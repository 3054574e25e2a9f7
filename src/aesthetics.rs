// Mapping category indices to colors, marker shapes, and legend entries.

use crate::categories::CategoryOrdering;

/// A plain RGB triple. The renderer converts this to its backend's color
/// type; the core never depends on a graphics library.
#[derive(Debug, Clone, Copy, PartialEq, Eq)]
pub struct Rgb(pub u8, pub u8, pub u8);

/// The discrete marker glyphs the renderer knows how to draw.
#[derive(Debug, Clone, Copy, PartialEq, Eq)]
pub enum MarkerShape {
    Circle,
    Square,
    Triangle,
    Diamond,
    Cross,
}

/// The discrete visual vocabulary available to one analysis.
///
/// Palettes are explicit immutable configuration passed into the assigner,
/// never process-wide constants, so concurrent analyses in one process
/// cannot interfere with each other. Both lists must be non-empty. `neutral`
/// colors legend rows that only communicate a marker shape.
#[derive(Debug, Clone)]
pub struct Palette {
    pub colors: Vec<Rgb>,
    pub markers: Vec<MarkerShape>,
    pub neutral: Rgb,
}

impl Default for Palette {
    /// Ten colors (the matplotlib "tab10" cycle the reference plots used)
    /// and five marker shapes.
    fn default() -> Self {
        Self {
            colors: vec![
                Rgb(31, 119, 180),
                Rgb(255, 127, 14),
                Rgb(44, 160, 44),
                Rgb(214, 39, 40),
                Rgb(148, 103, 189),
                Rgb(140, 86, 75),
                Rgb(227, 119, 194),
                Rgb(127, 127, 127),
                Rgb(188, 189, 34),
                Rgb(23, 190, 207),
            ],
            markers: vec![
                MarkerShape::Circle,
                MarkerShape::Square,
                MarkerShape::Triangle,
                MarkerShape::Diamond,
                MarkerShape::Cross,
            ],
            neutral: Rgb(90, 90, 90),
        }
    }
}

/// What a legend row shows next to its text.
#[derive(Debug, Clone, Copy, PartialEq, Eq)]
pub enum Swatch {
    /// A filled color patch (color-category half of the legend).
    Color(Rgb),
    /// A marker glyph in the palette's neutral color (shape-category half).
    Marker(MarkerShape, Rgb),
}

#[derive(Debug, Clone)]
pub struct LegendEntry {
    pub label: String,
    pub swatch: Swatch,
}

#[derive(Debug, Clone)]
pub struct Legend {
    pub title: String,
    pub entries: Vec<LegendEntry>,
}

/// Resolved colors and markers for every category actually present.
///
/// `colors[i]` is the color of color-category `i`, `markers[j]` the marker of
/// shape-category `j`. When a dimension is unlabeled it holds a single
/// default entry, so `style` works uniformly whether or not metadata was
/// supplied.
#[derive(Debug, Clone)]
pub struct AestheticAssignment {
    colors: Vec<Rgb>,
    markers: Vec<MarkerShape>,
    legend: Option<Legend>,
}

impl AestheticAssignment {
    /// The (color, marker) pair for one `(color-index, shape-index)` cell.
    pub fn style(&self, color_index: usize, shape_index: usize) -> (Rgb, MarkerShape) {
        (
            self.colors[color_index % self.colors.len()],
            self.markers[shape_index % self.markers.len()],
        )
    }

    pub fn legend(&self) -> Option<&Legend> {
        self.legend.as_ref()
    }

    pub fn into_legend(self) -> Option<Legend> {
        self.legend
    }
}

/// Maps two category orderings onto a palette.
///
/// Color-category `i` receives `palette.colors[i % P]` and shape-category
/// `j` receives `palette.markers[j % M]`. When categories outnumber palette
/// entries the modulo deliberately aliases later categories onto earlier
/// symbols; this is the accepted degradation for large metadata, not an
/// error, and the repetition pattern is reproducible because the orderings
/// are deterministic.
///
/// The legend carries one entry per color category (a color patch) and,
/// independently, one per shape category (a neutral-colored marker glyph).
/// Unlabeled dimensions contribute no legend half; with both dimensions
/// unlabeled there is no legend and every sample draws with the default
/// color and marker (palette entry 0 of each list).
pub fn assign(
    color_ordering: &CategoryOrdering,
    shape_ordering: &CategoryOrdering,
    palette: &Palette,
) -> AestheticAssignment {
    let n_palette_colors = palette.colors.len();
    let n_palette_markers = palette.markers.len();

    // A labeled column whose values never joined any sample would leave an
    // empty list; fall back to the default entry so `style` stays total.
    let colors: Vec<Rgb> = if color_ordering.is_labeled() && !color_ordering.is_empty() {
        (0..color_ordering.len())
            .map(|i| palette.colors[i % n_palette_colors])
            .collect()
    } else {
        vec![palette.colors[0]]
    };
    let markers: Vec<MarkerShape> = if shape_ordering.is_labeled() && !shape_ordering.is_empty() {
        (0..shape_ordering.len())
            .map(|j| palette.markers[j % n_palette_markers])
            .collect()
    } else {
        vec![palette.markers[0]]
    };

    let title = match (color_ordering.label(), shape_ordering.label()) {
        (Some(group), Some(shape)) => Some(format!("{} (group) / {} (shape)", group, shape)),
        (Some(group), None) => Some(group.to_string()),
        (None, Some(shape)) => Some(shape.to_string()),
        (None, None) => None,
    };
    let legend = title.map(|title| {
        let mut entries = Vec::new();
        if color_ordering.is_labeled() {
            for (i, value) in color_ordering.values().iter().enumerate() {
                entries.push(LegendEntry {
                    label: value.clone(),
                    swatch: Swatch::Color(colors[i]),
                });
            }
        }
        if shape_ordering.is_labeled() {
            for (j, value) in shape_ordering.values().iter().enumerate() {
                entries.push(LegendEntry {
                    label: value.clone(),
                    swatch: Swatch::Marker(markers[j], palette.neutral),
                });
            }
        }
        Legend { title, entries }
    });

    AestheticAssignment {
        colors,
        markers,
        legend,
    }
}

#[cfg(test)]
mod tests {
    use super::*;
    use crate::categories::{CategoryColumn, CategoryOrdering};
    use std::collections::HashMap;

    fn ordering_of(name: &str, values: &[&str]) -> CategoryOrdering {
        // Build through the public path: one sample per distinct value.
        let labels: Vec<String> = (0..values.len()).map(|i| format!("s{}", i)).collect();
        let map: HashMap<String, String> = labels
            .iter()
            .cloned()
            .zip(values.iter().map(|v| v.to_string()))
            .collect();
        let column = CategoryColumn::new(name, map);
        CategoryOrdering::from_samples(&labels, Some(&column))
    }

    fn unlabeled() -> CategoryOrdering {
        CategoryOrdering::from_samples(&["s0".to_string()], None)
    }

    #[test]
    fn distinct_categories_get_distinct_symbols_within_palette() {
        let palette = Palette::default();
        let colors = ordering_of("group", &["B", "A", "C"]);
        let assignment = assign(&colors, &unlabeled(), &palette);

        // B -> palette[0], A -> palette[1], C -> palette[2].
        assert_eq!(assignment.style(0, 0).0, palette.colors[0]);
        assert_eq!(assignment.style(1, 0).0, palette.colors[1]);
        assert_eq!(assignment.style(2, 0).0, palette.colors[2]);
        assert_ne!(assignment.style(0, 0).0, assignment.style(1, 0).0);
    }

    #[test]
    fn categories_beyond_palette_alias_by_modulo() {
        // 20 shape categories against a 15-entry marker palette: indices 15
        // and 0 share a marker.
        let markers: Vec<MarkerShape> = [
            MarkerShape::Circle,
            MarkerShape::Square,
            MarkerShape::Triangle,
            MarkerShape::Diamond,
            MarkerShape::Cross,
        ]
        .into_iter()
        .cycle()
        .take(15)
        .collect();
        let palette = Palette {
            markers,
            ..Palette::default()
        };
        let values: Vec<String> = (0..20).map(|i| format!("v{}", i)).collect();
        let value_refs: Vec<&str> = values.iter().map(String::as_str).collect();
        let shapes = ordering_of("shape", &value_refs);
        let assignment = assign(&unlabeled(), &shapes, &palette);

        assert_eq!(assignment.style(0, 15).1, assignment.style(0, 0).1);
        assert_eq!(assignment.style(0, 16).1, assignment.style(0, 1).1);
        // Reproducible: a second assignment agrees everywhere.
        let again = assign(&unlabeled(), &shapes, &palette);
        for j in 0..20 {
            assert_eq!(assignment.style(0, j), again.style(0, j));
        }
    }

    #[test]
    fn color_aliasing_wraps_the_color_list() {
        let palette = Palette {
            colors: vec![Rgb(1, 0, 0), Rgb(0, 1, 0), Rgb(0, 0, 1)],
            markers: vec![MarkerShape::Circle],
            neutral: Rgb(90, 90, 90),
        };
        let values: Vec<String> = (0..7).map(|i| format!("g{}", i)).collect();
        let value_refs: Vec<&str> = values.iter().map(String::as_str).collect();
        let groups = ordering_of("group", &value_refs);
        let assignment = assign(&groups, &unlabeled(), &palette);
        assert_eq!(assignment.style(3, 0).0, assignment.style(0, 0).0);
        assert_eq!(assignment.style(5, 0).0, assignment.style(2, 0).0);
    }

    #[test]
    fn legend_halves_follow_supplied_columns() {
        let palette = Palette::default();
        let groups = ordering_of("tissue", &["B", "A"]);
        let shapes = ordering_of("batch", &["x", "y", "z"]);

        let both = assign(&groups, &shapes, &palette);
        let legend = both.legend().unwrap();
        assert_eq!(legend.title, "tissue (group) / batch (shape)");
        assert_eq!(legend.entries.len(), 5);
        assert!(matches!(legend.entries[0].swatch, Swatch::Color(_)));
        assert!(matches!(legend.entries[2].swatch, Swatch::Marker(..)));

        let color_only = assign(&groups, &unlabeled(), &palette);
        let legend = color_only.legend().unwrap();
        assert_eq!(legend.title, "tissue");
        assert_eq!(legend.entries.len(), 2);

        let neither = assign(&unlabeled(), &unlabeled(), &palette);
        assert!(neither.legend().is_none());
    }

    #[test]
    fn shape_swatches_carry_the_palette_neutral_color() {
        let palette = Palette {
            neutral: Rgb(10, 20, 30),
            ..Palette::default()
        };
        let shapes = ordering_of("batch", &["x", "y"]);
        let assignment = assign(&unlabeled(), &shapes, &palette);
        let legend = assignment.legend().unwrap();
        assert_eq!(
            legend.entries[0].swatch,
            Swatch::Marker(palette.markers[0], Rgb(10, 20, 30))
        );
        assert_eq!(
            legend.entries[1].swatch,
            Swatch::Marker(palette.markers[1], Rgb(10, 20, 30))
        );
    }

    #[test]
    fn unlabeled_dimensions_use_the_default_symbols() {
        let palette = Palette::default();
        let assignment = assign(&unlabeled(), &unlabeled(), &palette);
        let (color, marker) = assignment.style(0, 0);
        assert_eq!(color, palette.colors[0]);
        assert_eq!(marker, palette.markers[0]);
    }
}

Work order: Only the lines with the string "enumerate" are wanted; pick them out of the records above and copy them.

The answer:
            for (i, value) in color_ordering.values().iter().enumerate() {
            for (j, value) in shape_ordering.values().iter().enumerate() {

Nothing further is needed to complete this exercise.